良品計画が千葉の山間部で進める、“地域活性拠点づくり”の全貌
良品計画(東京都/清水智社長)は2024年10月、千葉県大多喜町の山間部に地域体験型宿泊施設「MUJI BASE OIKAWA」をオープンした。廃校を活用した同施設は、宿泊施設のほかに「無印良品」の売店やコワーキングスペース等も併設。宿泊客は自然豊かな空間での暮らしを体験でき、地元住民は買物や憩いの場として利用できるという、双方にとってメリットのある機能を提供する。施設を通じて地域活性化を図りながら、観光客には新たなライフスタイルの提案をめざす良品計画の取り組みを取材した。
廃校の資源生かした宿泊・体験型施設
MUJI BASE OIKAWAが位置する千葉県南部の大多喜町は、人口約8000人(24年1月1日時点)の小さな町だ。総面積の約7割を森林が占める自然豊かな土地で、紅葉が有名な養老渓谷や温泉郷などには年間を通して多くの観光客が訪れる。MUJI BASE OIKAWAは24年10月、これらの観光スポットからほど近く、町の中心部からクルマで約20分の山間部にオープンした。

●所在地: 千葉県夷隅郡大多喜町小田代524-1
●営業時間: 売店9:00~18:00、ほか利用スペースによって異なる
●電話番号: 0470-62-6096
●宿泊料: A棟:60,000円~(1棟貸し) B棟各室:35,000円~(1棟貸しも可)
※人数、季節により変動あり
MUJI BASEは良品計画の宿泊事業の1つで、地域活性化を目的に、使われていない古民家などの遊休施設を活用した宿泊施設を運営している。コンセプトは「地域文化の体感基地」。施設は中長期滞在型で、宿泊を通して地域の文化や食材に触れる機会を提供し、新たなライフスタイルを提案する。
これまで、23年8月に「MUJI BASE KAMOGAWA」(千葉県鴨川市)、24年4月に「MUJI BASETESHIMA」(香川県土庄町)を開業しており、MUJI BASE OIKAWAは3カ所目となる。
MUJI BASE OIKAWAは、生徒数減少のため13年に閉校した旧老川小学校をリノベーションして開業した。MUJIBASEで廃校を活用するのは初めての取り組みだ。開校時の雰囲気や歴史を大事にしたいとの考えから、もともと校内にあった備品や設備、デザインを生かしている。

たとえば「校長室」「職員室」など部屋の案内板はそのまま利用し、玄関に並ぶ「6年生」と書かれたバケツも実際に使われていたものをインテリアとして残した。さらに音楽室や家庭科室では、開校時からある楽器や冷蔵庫をそのまま利用している。そして宿泊棟の壁には、老川小学校でバスケットボールが盛んだった過去をイメージし、実際に使われていたバスケットボールをアート作品として並べた。

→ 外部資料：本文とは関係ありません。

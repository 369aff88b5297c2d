//! Node tree element: display and content properties of a single map node.
//!
//! Field layout mirrors the wire contract: nested `coordinates`, `colors`,
//! and `font` groups, each diffed as one top-level key by the diff engine.

use serde::{Deserialize, Serialize};
use uuid::Uuid;

use crate::types::NodeId;

// ---------------------------------------------------------------------------
// Display defaults
// ---------------------------------------------------------------------------

/// Default node name for freshly created child nodes.
pub const DEFAULT_NODE_NAME: &str = "";

/// Default root node name.
pub const DEFAULT_ROOT_NAME: &str = "Root node";

/// Default font size in points.
pub const DEFAULT_FONT_SIZE: u32 = 16;

/// Default branch color for non-root nodes.
pub const DEFAULT_BRANCH_COLOR: &str = "#9fad9c";

/// Default name color.
pub const DEFAULT_NAME_COLOR: &str = "#787878";

// ---------------------------------------------------------------------------
// Value groups
// ---------------------------------------------------------------------------

/// A point in map coordinates.
#[derive(Debug, Clone, Copy, PartialEq, Default, Serialize, Deserialize)]
pub struct Point {
    pub x: f64,
    pub y: f64,
}

/// Optional image attached to a node.
#[derive(Debug, Clone, PartialEq, Serialize, Deserialize)]
pub struct Image {
    pub src: String,
    pub size: u32,
}

/// Color group of a node.
#[derive(Debug, Clone, PartialEq, Serialize, Deserialize)]
pub struct Colors {
    /// Name (label) color.
    pub name: Option<String>,
    /// Fill color behind the label.
    pub background: Option<String>,
    /// Color of the branch leading to this node.
    pub branch: Option<String>,
}

impl Default for Colors {
    fn default() -> Self {
        Self {
            name: Some(DEFAULT_NAME_COLOR.to_string()),
            background: None,
            branch: Some(DEFAULT_BRANCH_COLOR.to_string()),
        }
    }
}

/// Font group of a node.
#[derive(Debug, Clone, PartialEq, Serialize, Deserialize)]
pub struct Font {
    pub style: Option<String>,
    pub size: u32,
    pub weight: Option<String>,
}

impl Default for Font {
    fn default() -> Self {
        Self {
            style: None,
            size: DEFAULT_FONT_SIZE,
            weight: None,
        }
    }
}

// ---------------------------------------------------------------------------
// Node
// ---------------------------------------------------------------------------

/// A single element of the map tree.
///
/// Invariants (enforced by [`crate::map::MapContent`], not here):
/// exactly one node per map has `parent == None` (the root); every other
/// node's parent exists in the same map. Cycles are impossible by
/// construction because nodes are only ever created as children of an
/// existing node.
#[derive(Debug, Clone, PartialEq, Serialize, Deserialize)]
pub struct Node {
    pub id: NodeId,
    /// `None` for the root node.
    pub parent: Option<NodeId>,
    pub name: String,
    pub coordinates: Point,
    #[serde(default)]
    pub image: Option<Image>,
    #[serde(default)]
    pub colors: Colors,
    #[serde(default)]
    pub font: Font,
    /// Locked nodes cannot be dragged by the rendering layer.
    #[serde(default)]
    pub locked: bool,
    /// Hidden nodes are skipped by the rendering layer but stay in the tree.
    #[serde(default)]
    pub hidden: bool,
}

impl Node {
    /// Create the root node of a new map, centered at the origin.
    pub fn root() -> Self {
        Self {
            id: Uuid::new_v4(),
            parent: None,
            name: DEFAULT_ROOT_NAME.to_string(),
            coordinates: Point::default(),
            image: None,
            colors: Colors::default(),
            font: Font::default(),
            locked: false,
            hidden: false,
        }
    }

    /// Create a child of `parent` at the given coordinates.
    pub fn child(parent: NodeId, coordinates: Point) -> Self {
        Self {
            id: Uuid::new_v4(),
            parent: Some(parent),
            name: DEFAULT_NODE_NAME.to_string(),
            coordinates,
            image: None,
            colors: Colors::default(),
            font: Font::default(),
            locked: false,
            hidden: false,
        }
    }

    /// `true` when this node is the root of its map.
    pub fn is_root(&self) -> bool {
        self.parent.is_none()
    }
}

#[cfg(test)]
mod tests {
    use super::*;

    #[test]
    fn root_has_no_parent() {
        let root = Node::root();
        assert!(root.is_root());
        assert_eq!(root.name, DEFAULT_ROOT_NAME);
    }

    #[test]
    fn child_references_parent() {
        let root = Node::root();
        let child = Node::child(root.id, Point { x: 40.0, y: -10.0 });
        assert_eq!(child.parent, Some(root.id));
        assert!(!child.is_root());
    }

    #[test]
    fn serde_roundtrip_preserves_groups() {
        let mut node = Node::root();
        node.image = Some(Image {
            src: "data:image/png;base64,xyz".into(),
            size: 64,
        });
        node.font.size = 22;

        let json = serde_json::to_string(&node).unwrap();
        let back: Node = serde_json::from_str(&json).unwrap();
        assert_eq!(node, back);
    }

    #[test]
    fn missing_optional_groups_default() {
        let id = Uuid::new_v4();
        let json = format!(
            r#"{{"id":"{id}","parent":null,"name":"n","coordinates":{{"x":0.0,"y":0.0}}}}"#
        );
        let node: Node = serde_json::from_str(&json).unwrap();
        assert!(node.image.is_none());
        assert_eq!(node.font.size, DEFAULT_FONT_SIZE);
        assert!(!node.locked);
    }
}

施設内には教室を活用した宿泊施設2棟のほか、誰でも利用できる「無印良品」の売店、コワーキングスペースやコインランドリーを設置。卓球やバドミントンができる多目的ホールも無料で利用可能で、近隣に子供向けの遊び場が少ないため、絵本やおもちゃを揃えた子供用のスペースも備えた。家庭科室や厨房は、個人や事業者向けに有料で貸し出している。


良品計画ソーシャルグッド事業部MUJI BASE OIKAWA支配人の野村俊介氏は「宿泊施設として運営するだけではなく、地域住民をはじめ多くの方に利用していただき、交流の拠点になることをめざしている。施設を利用するいろんな方とつながりながら一緒にイベントなどにも取り組み、地域で愛される場所にしたい」と語る。MUJI BASE OIKAWAに残る数々の学校の名残は、その思いの表れだ。
地域の文化や歴史を施設内に散りばめながら、宿泊棟では良品計画ならではのライフスタイルの提案にも力を入れる。
施設内では飲食の提供を行っていないため、宿泊客は食事については外食するか自ら料理する必要がある。そのため、宿泊棟には台所を設置。食材を持ち込めば、無印良品の食器や家電用品を使って調理できる。ほかにも、従業員が手づくりしたピザ窯を使ったり、中庭でバーベキューを楽しむことも可能だ。
さらに宿泊部屋のベッドや、石鹸などアメニティも無印良品のもので、実際に使ってもらうことで商品のよさや機能を訴求するねらいもある。